Damiens et son équipe ont rencontré 600 personnes et tourné pas loin de 650 heures pour ne garder que quinze personnes au final.
2. CHANGEMENT DE LOOK POUR PASSER INCOGNITO
L'une des contraintes les plus évidentes liées au dispositif voulu par Damiens provient de la notoriété propre à ce dernier. Ainsi, pour éviter de se faire reconnaître lors du tournage et parvenir à piéger les gens, le metteur en scène se faisait maquiller durant quatre heures et ce chaque jour : prothèses dentaires, décolleurs d’oreilles, faux ventre, fausses cuisses, etc. Un rituel nécessaire mais très contraignant qui, en plus, n'était pas idéal pour la peau, dans la mesure où les solvants utilisés étaient en contact avec les yeux et la bouche. Damiens ajoute :
"C’est en effet le gros écueil de la caméra cachée : quand vous êtes reconnu, vous devez jeter la prise à la poubelle et quand vous pensez avoir été reconnu, ça fausse le jeu et ça plombe la scène… C’est comme raconter une blague à quelqu’un en se demandant s’il ne connaît pas déjà la chute ! Et puis autre élément important : dans les caméras cachées, si je jouais un guichetier de péage refusant d’ouvrir la barrière ou piquant une carte bleue, c’est moi qui menait la situation. Là, j’étais en quelque sorte le client, soumis à la réaction des piégés qui pouvaient ou pas jouer le jeu. Je dirais que 8 fois sur 10 ça a bien fonctionné pour Mon Ket…"
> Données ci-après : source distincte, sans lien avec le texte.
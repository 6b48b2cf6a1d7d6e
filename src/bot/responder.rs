// src/bot/responder.rs - Outbound side: chat lines, media playback, shout-outs

use log::{debug, error, info, warn};
use std::sync::Arc;
use std::time::Duration;
use tokio::sync::mpsc;

use crate::config::BotConfig;
use crate::overlay::OverlayServer;
use crate::types::TextOrList;

/// Shout-outs wait this long so the greeting lands in chat first.
pub const SHOUTOUT_DELAY: Duration = Duration::from_millis(5000);

/// Everything the bot says or plays goes through here. Chat lines are
/// queued on the outbound channel; audio goes to the overlay when one is
/// configured, otherwise to an external player command.
#[derive(Clone)]
pub struct Responder {
    outbound: mpsc::Sender<(String, String)>,
    overlay: Option<Arc<OverlayServer>>,
}

/// Expand `USERNAME` and `_1_`..`_9_` placeholders in one left-to-right
/// pass. Capture indexes above the first missing one are left untouched,
/// and substituted text is never rescanned, so a capture containing a
/// placeholder cannot expand again.
pub fn substitute(template: &str, username: Option<&str>, captures: Option<&[String]>) -> String {
    let empty: &[String] = &[];
    let captures = captures.unwrap_or(empty);
    // Highest contiguous index that resolved; 0 when captures are absent.
    let limit = captures.len().saturating_sub(1).min(9);

    let mut out = String::with_capacity(template.len());
    let mut rest = template;
    while !rest.is_empty() {
        if let Some(after) = rest.strip_prefix("USERNAME") {
            match username {
                Some(name) => out.push_str(name),
                None => out.push_str("USERNAME"),
            }
            rest = after;
            continue;
        }
        if let Some(after) = rest.strip_prefix('_') {
            let mut chars = after.chars();
            if let (Some(digit @ '1'..='9'), Some('_')) = (chars.next(), chars.clone().next()) {
                chars.next();
                let idx = digit as usize - '0' as usize;
                if idx <= limit {
                    out.push_str(&captures[idx]);
                    rest = chars.as_str();
                    continue;
                }
            }
        }
        let mut chars = rest.chars();
        if let Some(c) = chars.next() {
            out.push(c);
        }
        rest = chars.as_str();
    }
    out
}

impl Responder {
    pub fn new(
        outbound: mpsc::Sender<(String, String)>,
        overlay: Option<Arc<OverlayServer>>,
    ) -> Self {
        Self { outbound, overlay }
    }

    /// Pick a variant, expand placeholders and queue the line. An empty
    /// target channel or an empty variant list is a silent no-op.
    pub async fn send_chat(
        &self,
        target: &str,
        username: Option<&str>,
        text: &TextOrList,
        captures: Option<&[String]>,
    ) {
        let Some(template) = text.choose() else {
            return;
        };
        self.send_line(target, &substitute(template, username, captures))
            .await;
    }

    pub async fn send_line(&self, target: &str, line: &str) {
        if target.is_empty() || line.is_empty() {
            return;
        }
        if let Err(e) = self.outbound.send((target.to_string(), line.to_string())).await {
            error!("outbound channel closed, dropping line: {e}");
        }
    }

    /// Play a media file. The overlay audio route wins when configured;
    /// otherwise the external player command runs fire-and-forget.
    pub fn play_media(
        &self,
        config: &BotConfig,
        username: Option<&str>,
        media: &TextOrList,
        captures: Option<&[String]>,
    ) {
        let Some(template) = media.choose() else {
            return;
        };
        let file = substitute(template, username, captures);

        if let (Some(overlay), Some(cfg)) = (&self.overlay, &config.overlay) {
            if cfg.audio_file_path.is_some() {
                let name = audio_base_name(&file);
                debug!("routing '{name}' to overlay audio");
                overlay.publish("play_audio", serde_json::json!(name));
                return;
            }
        }

        if let Some(command) = &config.media_player_command {
            let command = substitute(&command.replace("MEDIAFILE", &file), username, None);
            info!("playing media: {command}");
            tokio::spawn(async move {
                match tokio::process::Command::new("sh")
                    .arg("-c")
                    .arg(&command)
                    .output()
                    .await
                {
                    Ok(output) if !output.status.success() => {
                        warn!(
                            "media player exited with {}: {}",
                            output.status,
                            String::from_utf8_lossy(&output.stderr).trim()
                        );
                    }
                    Ok(_) => {}
                    Err(e) => error!("failed to run media player: {e}"),
                }
            });
            return;
        }

        error!("media '{file}' requested but no overlay audio path or player command configured");
    }

    /// Queue `!so <username>` (or whatever command is configured) after a
    /// short delay, so it reads as a follow-up to the greeting.
    pub fn shout_out(
        &self,
        target: &str,
        username: &str,
        command: &str,
        captures: Option<Vec<String>>,
    ) {
        let responder = self.clone();
        let target = target.to_string();
        let username = username.to_string();
        let command = command.to_string();
        tokio::spawn(async move {
            tokio::time::sleep(SHOUTOUT_DELAY).await;
            let line = substitute(&command, Some(&username), captures.as_deref());
            responder.send_line(&target, &line).await;
        });
    }
}

/// Reduce a media path to a bare file name an overlay page can fetch
/// relative to its own document.
fn audio_base_name(path: &str) -> String {
    path.rsplit(['/', '\\'])
        .next()
        .unwrap_or(path)
        .chars()
        .filter(|c| c.is_ascii_alphanumeric() || matches!(c, '.' | '_' | '-'))
        .collect()
}
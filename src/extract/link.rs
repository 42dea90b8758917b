//! YouTube link detection and transcript prompt augmentation.
//!
//! Matches both the canonical watch URL and the short-link form, capturing
//! the video id plus any trailing query parameters. Substrings that merely
//! look like a URL without the YouTube host do not match.

use once_cell::sync::Lazy;
use regex::Regex;

static YOUTUBE_URL: Lazy<Regex> = Lazy::new(|| {
    Regex::new(r"https?://(?:www\.)?(?:youtube\.com/watch\?v=|youtu\.be/)[\w\-=&?]+")
        .expect("valid YouTube URL pattern")
});

/// Find the first YouTube video URL embedded in `text`.
pub fn find_video_url(text: &str) -> Option<&str> {
    YOUTUBE_URL.find(text).map(|m| m.as_str())
}

/// Extract the video id from a matched YouTube URL.
pub fn video_id(url: &str) -> Option<&str> {
    let rest = if let Some(rest) = url.split_once("watch?v=").map(|(_, r)| r) {
        rest
    } else {
        url.split_once("youtu.be/").map(|(_, r)| r)?
    };

    let id = rest.split(|c| c == '&' || c == '?').next()?;
    if id.is_empty() {
        None
    } else {
        Some(id)
    }
}

/// Build the transcript-augmented query sent to the AI in place of the
/// original file content.
pub fn transcript_prompt(url: &str, transcript: &str) -> String {
    format!(
        "first provide a video summary, then provide detailed description for each topic \
         in this video with precision including key points made and person who made the point. \
         youtube video location: {url} The transcript: {transcript}"
    )
}
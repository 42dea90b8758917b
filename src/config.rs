//! Settings for the folder monitor.
//!
//! Loaded once at startup from `~/bumblebee.yaml` (overridable with
//! `--config`). The monitor path is required; everything else falls back
//! to defaults. Email credentials and the AI key may be absent here —
//! their absence surfaces per file as the config-error outcome, not at
//! startup.
//!
//! ```yaml
//! onedrive:
//!   monitor_path: /Users/me/OneDrive/inbox
//!   processed_path: /Users/me/OneDrive/inbox/processed
//!   check_interval: 60
//! email:
//!   sender_email: me@gmail.com
//!   sender_password: app-password
//!   recipient_email: you@example.com
//! ai:
//!   x.ai: xai-KEY
//! transcription:
//!   model: small
//! ```

use std::path::{Path, PathBuf};

use anyhow::{Context, Result};
use serde::Deserialize;

const DEFAULT_CHECK_INTERVAL_SECS: u64 = 60;
const DEFAULT_WHISPER_MODEL: &str = "small";

/// Raw config file schema (matches YAML structure)
#[derive(Debug, Clone, Deserialize)]
pub struct ConfigFile {
    pub onedrive: OneDriveSection,
    #[serde(default)]
    pub email: Option<EmailSection>,
    #[serde(default)]
    pub ai: Option<AiSection>,
    #[serde(default)]
    pub transcription: Option<TranscriptionSection>,
}

#[derive(Debug, Clone, Deserialize)]
pub struct OneDriveSection {
    /// Folder to watch for new files (required)
    pub monitor_path: PathBuf,
    /// Root for outcome subfolders (default: monitor_path/processed)
    pub processed_path: Option<PathBuf>,
    /// Poll interval in seconds (default: 60)
    pub check_interval: Option<u64>,
}

#[derive(Debug, Clone, Default, Deserialize)]
pub struct EmailSection {
    pub sender_email: Option<String>,
    pub sender_password: Option<String>,
    pub recipient_email: Option<String>,
}

#[derive(Debug, Clone, Default, Deserialize)]
pub struct AiSection {
    #[serde(rename = "x.ai")]
    pub xai: Option<String>,
}

#[derive(Debug, Clone, Default, Deserialize)]
pub struct TranscriptionSection {
    pub model: Option<String>,
}

/// Email credentials triple, any part of which may be missing.
#[derive(Debug, Clone, Default)]
pub struct EmailConfig {
    pub sender_email: Option<String>,
    pub sender_password: Option<String>,
    pub recipient_email: Option<String>,
}

/// Resolved settings with defaults applied.
#[derive(Debug, Clone)]
pub struct Settings {
    pub monitor_path: PathBuf,
    pub processed_path: PathBuf,
    pub check_interval_secs: u64,
    pub email: EmailConfig,
    pub ai_key: Option<String>,
    pub whisper_model: String,
}

impl Settings {
    /// Default config file location: `~/bumblebee.yaml`.
    pub fn default_path() -> Result<PathBuf> {
        let home = dirs::home_dir().context("Failed to determine home directory")?;
        Ok(home.join("bumblebee.yaml"))
    }

    /// Load settings from `path`, or from the default location.
    pub fn load(path: Option<&Path>) -> Result<Self> {
        let path = match path {
            Some(p) => p.to_path_buf(),
            None => Self::default_path()?,
        };

        let content = std::fs::read_to_string(&path)
            .with_context(|| format!("Failed to read config file: {}", path.display()))?;

        Self::from_yaml(&content)
            .with_context(|| format!("Failed to parse config file: {}", path.display()))
    }

    /// Parse settings from YAML content and apply defaults.
    pub fn from_yaml(content: &str) -> Result<Self> {
        let file: ConfigFile = serde_yaml::from_str(content)?;
        Ok(Self::resolve(file))
    }

    fn resolve(file: ConfigFile) -> Self {
        let monitor_path = file.onedrive.monitor_path;
        let processed_path = file
            .onedrive
            .processed_path
            .unwrap_or_else(|| monitor_path.join("processed"));
        let check_interval_secs = file
            .onedrive
            .check_interval
            .unwrap_or(DEFAULT_CHECK_INTERVAL_SECS);

        let email = file
            .email
            .map(|e| EmailConfig {
                sender_email: e.sender_email,
                sender_password: e.sender_password,
                recipient_email: e.recipient_email,
            })
            .unwrap_or_default();

        let ai_key = file.ai.and_then(|a| a.xai);

        let whisper_model = file
            .transcription
            .and_then(|t| t.model)
            .unwrap_or_else(|| DEFAULT_WHISPER_MODEL.to_string());

        Self {
            monitor_path,
            processed_path,
            check_interval_secs,
            email,
            ai_key,
            whisper_model,
        }
    }
}

#[cfg(test)]
mod tests {
    use super::*;

    #[test]
    fn test_full_config() {
        let yaml = r#"
onedrive:
  monitor_path: /data/inbox
  processed_path: /data/done
  check_interval: 15
email:
  sender_email: me@gmail.com
  sender_password: secret
  recipient_email: you@example.com
ai:
  x.ai: xai-key-123
transcription:
  model: medium
"#;
        let settings = Settings::from_yaml(yaml).unwrap();
        assert_eq!(settings.monitor_path, PathBuf::from("/data/inbox"));
        assert_eq!(settings.processed_path, PathBuf::from("/data/done"));
        assert_eq!(settings.check_interval_secs, 15);
        assert_eq!(settings.email.sender_email.as_deref(), Some("me@gmail.com"));
        assert_eq!(settings.ai_key.as_deref(), Some("xai-key-123"));
        assert_eq!(settings.whisper_model, "medium");
    }

    #[test]
    fn test_defaults_applied() {
        let yaml = r#"
onedrive:
  monitor_path: /data/inbox
"#;
        let settings = Settings::from_yaml(yaml).unwrap();
        assert_eq!(
            settings.processed_path,
            PathBuf::from("/data/inbox/processed")
        );
        assert_eq!(settings.check_interval_secs, 60);
        assert!(settings.email.sender_email.is_none());
        assert!(settings.ai_key.is_none());
        assert_eq!(settings.whisper_model, "small");
    }

    #[test]
    fn test_missing_monitor_path_is_fatal() {
        let yaml = r#"
onedrive:
  check_interval: 30
"#;
        assert!(Settings::from_yaml(yaml).is_err());
    }

    #[test]
    fn test_missing_onedrive_section_is_fatal() {
        assert!(Settings::from_yaml("email:\n  sender_email: a@b.c\n").is_err());
    }
}
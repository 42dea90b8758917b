//! Content extraction: classify a file by extension and produce its text.
//!
//! Three supported routes: plain read for .txt, paragraph join for .docx,
//! and delegation to the transcription engine for .mp3. Legacy .doc is
//! recognized so it can be filed as unsupported rather than silently
//! ignored.

use std::path::Path;

use thiserror::Error;

use crate::adapters::Transcriber;

pub mod docx;
pub mod link;

/// Supported file kinds, by extension.
#[derive(Debug, Clone, Copy, PartialEq, Eq)]
pub enum FileKind {
    /// .txt — read whole file as UTF-8.
    Text,
    /// .docx — paragraph texts joined with newlines.
    Docx,
    /// .mp3 — transcribed by the transcription engine.
    Audio,
    /// .doc — recognized but rejected as unsupported.
    LegacyDoc,
    /// Anything else.
    Unsupported,
}

impl FileKind {
    /// Classify a path by its (lowercased) extension.
    pub fn from_path(path: &Path) -> Self {
        let ext = path
            .extension()
            .and_then(|e| e.to_str())
            .map(|e| e.to_lowercase());

        match ext.as_deref() {
            Some("txt") => FileKind::Text,
            Some("docx") => FileKind::Docx,
            Some("mp3") => FileKind::Audio,
            Some("doc") => FileKind::LegacyDoc,
            _ => FileKind::Unsupported,
        }
    }

    /// True for extensions the monitor picks up at all.
    pub fn is_supported(&self) -> bool {
        !matches!(self, FileKind::Unsupported)
    }
}

/// Errors from content extraction.
#[derive(Debug, Error)]
pub enum ExtractError {
    #[error("Unsupported file type")]
    Unsupported,

    #[error("Transcription failed: {0}")]
    Transcription(String),

    #[error("Failed to parse document: {0}")]
    Docx(String),

    #[error("IO error: {0}")]
    Io(#[from] std::io::Error),
}

/// Produce the raw text payload for a file.
///
/// Audio transcriptions come back unwrapped; the monitor applies the
/// summarization prompt after its empty-content check.
pub async fn extract(
    path: &Path,
    kind: FileKind,
    transcriber: &dyn Transcriber,
) -> Result<String, ExtractError> {
    match kind {
        FileKind::Text => Ok(tokio::fs::read_to_string(path).await?),
        FileKind::Docx => docx::extract_text(path),
        FileKind::Audio => transcriber
            .transcribe(path)
            .await
            .map_err(|e| ExtractError::Transcription(e.to_string())),
        FileKind::LegacyDoc | FileKind::Unsupported => Err(ExtractError::Unsupported),
    }
}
3. UN DISPOSITIF TECHNIQUE LOURD À INSTALLER
La présence de caméras cachées n'a pas pour autant facilité les choses pendant un tournage qui a, au final, nécessité un dispositif particulièrement lourd à mettre en oeuvre. Damiens a ainsi dû gérer une équipe pouvant dépasser les quarante personnes et composer avec une logistique très pesante : l’installation des caméras (il y en avait sept pour chaque scène) et des micros bien sûr, mais aussi le fait que les personnes piégées ne devaient pas se croiser quand l'équipe de tournage était contrainte de refaire une séquence qui n’avait pas fonctionné... Le metteur en scène développe :
"Il faut donc faire de vrais et longs repérages, discuter avec les responsables des lieux, (comme ceux de l’hôpital par exemple) qui, au premier rendez-vous, sont très sympathiques mais qui changent vite d’humeur en se rendant compte du dispositif à installer ! Au final, j’ai pu compter sur une équipe formidable et compréhensive, composée de mes collaborateurs habituels, avec qui je travaille en caméra cachée depuis une dizaine d’années, et des techniciens de cinéma. Il a parfois fallu arrondir les angles mais après quelques soirées, tout le monde a fini par se parler et bien se connaître !"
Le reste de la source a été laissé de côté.